Les ministres seront au total 33 - deux de plus que la précédente équipe - dont six nouveaux membres (deux ministres et quatre secrétaires d'Etat), à se réunir à 10h à l'Elysée pour le Conseil hebdomadaire, après les traditionnelles passations de pouvoir. (Crédits : reuters.com)
Le gouvernement "Valls II" se réunit pour son premier Conseil des ministres mercredi à 10h, purgé de l'aile gauche du PS pour assumer la "ligne" social-libérale voulue par un exécutif en panne de résultats, notamment sur le front du chômage, avec de nouveaux mauvais chiffres attendus en fin de journée.

Premier Conseil des ministres pour le nouveau gouvernement de Manuel Valls, annoncé mardi en fin de journée. Sa ligne économique social-libérale, la seule possible aux yeux du Premier ministre Manuel Valls, le duo exécutif a choisi de l'afficher clairement par le remplacement du contestataire Arnaud Montebourg par Emmanuel Macron, ancien banquier d'affaires chez Rothschild et jusqu'en juin proche conseiller de François Hollande.

Les ministres seront au total 33 - deux de plus que la précédente équipe - dont six nouveaux membres (deux ministres et quatre secrétaires d'État), à se réunir à 10h à l'Elysée pour le Conseil hebdomadaire, après les traditionnelles passations de pouvoir.

Une ligne clairement incarnée par le nouveau casting

Deux femmes signent les plus belles promotions, avec Najat Vallaud-Belkacem, 36 ans, qui devient "la" première ministre de l'Éducation nationale et Fleur Pellerin, son aînée de quatre ans, nommée ministre de la Culture.

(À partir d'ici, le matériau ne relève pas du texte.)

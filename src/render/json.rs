//! JSON rendering for paginated sheets.

use serde::Serialize;

use crate::error::Result;
use crate::model::Marker;
use crate::paginate::{Page, Sheet};

/// JSON output format.
#[derive(Debug, Clone, Copy, PartialEq, Eq, Default)]
pub enum JsonFormat {
    /// Pretty-printed JSON with indentation
    #[default]
    Pretty,
    /// Compact JSON without extra whitespace
    Compact,
}

#[derive(Debug, Serialize)]
struct DocumentView<'a> {
    sheets: Vec<SheetView<'a>>,
}

#[derive(Debug, Serialize)]
struct SheetView<'a> {
    duplex: bool,
    breakable: bool,
    #[serde(skip_serializing_if = "Option::is_none")]
    avoid_volume_break_after: Option<i32>,
    pages: Vec<PageView<'a>>,
}

#[derive(Debug, Serialize)]
struct PageView<'a> {
    number: u32,
    margin: usize,
    rows: Vec<String>,
    #[serde(skip_serializing_if = "is_empty")]
    markers: &'a [Marker],
    #[serde(skip_serializing_if = "is_empty")]
    anchors: &'a [String],
    #[serde(skip_serializing_if = "is_empty")]
    identifiers: &'a [String],
}

fn is_empty<T>(items: &&[T]) -> bool {
    items.is_empty()
}

impl<'a> PageView<'a> {
    fn new(page: &'a Page) -> Self {
        let width = page.flow_width();
        Self {
            number: page.page_number(),
            margin: page.page_margin(),
            rows: page
                .finished_rows()
                .iter()
                .map(|r| r.render(width, ' '))
                .collect(),
            markers: page.details().markers(),
            anchors: page.anchors(),
            identifiers: page.identifiers(),
        }
    }
}

/// Convert sheets to JSON.
pub fn to_json(sheets: &[Sheet], format: JsonFormat) -> Result<String> {
    let view = DocumentView {
        sheets: sheets
            .iter()
            .map(|sheet| SheetView {
                duplex: sheet.section_properties().duplex,
                breakable: sheet.is_breakable(),
                avoid_volume_break_after: sheet.avoid_volume_break_after(),
                pages: sheet.pages().iter().map(PageView::new).collect(),
            })
            .collect(),
    };

    let json = match format {
        JsonFormat::Pretty => serde_json::to_string_pretty(&view)?,
        JsonFormat::Compact => serde_json::to_string(&view)?,
    };
    Ok(json)
}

Exit Arnaud Montebourg coupable d'avoir franchi la "ligne jaune" en contestant de trop la ligne économique du gouvernement, ainsi que Benoît Hamon (Education), Aurélie Filippetti (Culture) mais aussi Frédéric Cuvillier (Transport), démissionnaires.

Purgée de son aile gauche contestataire, la nouvelle équipe a la lourde tâche de sortir l'exécutif de l'une des crises politiques les plus profondes de la Ve République mais aussi du mandat de François Hollande depuis l'affaire Cahuzac.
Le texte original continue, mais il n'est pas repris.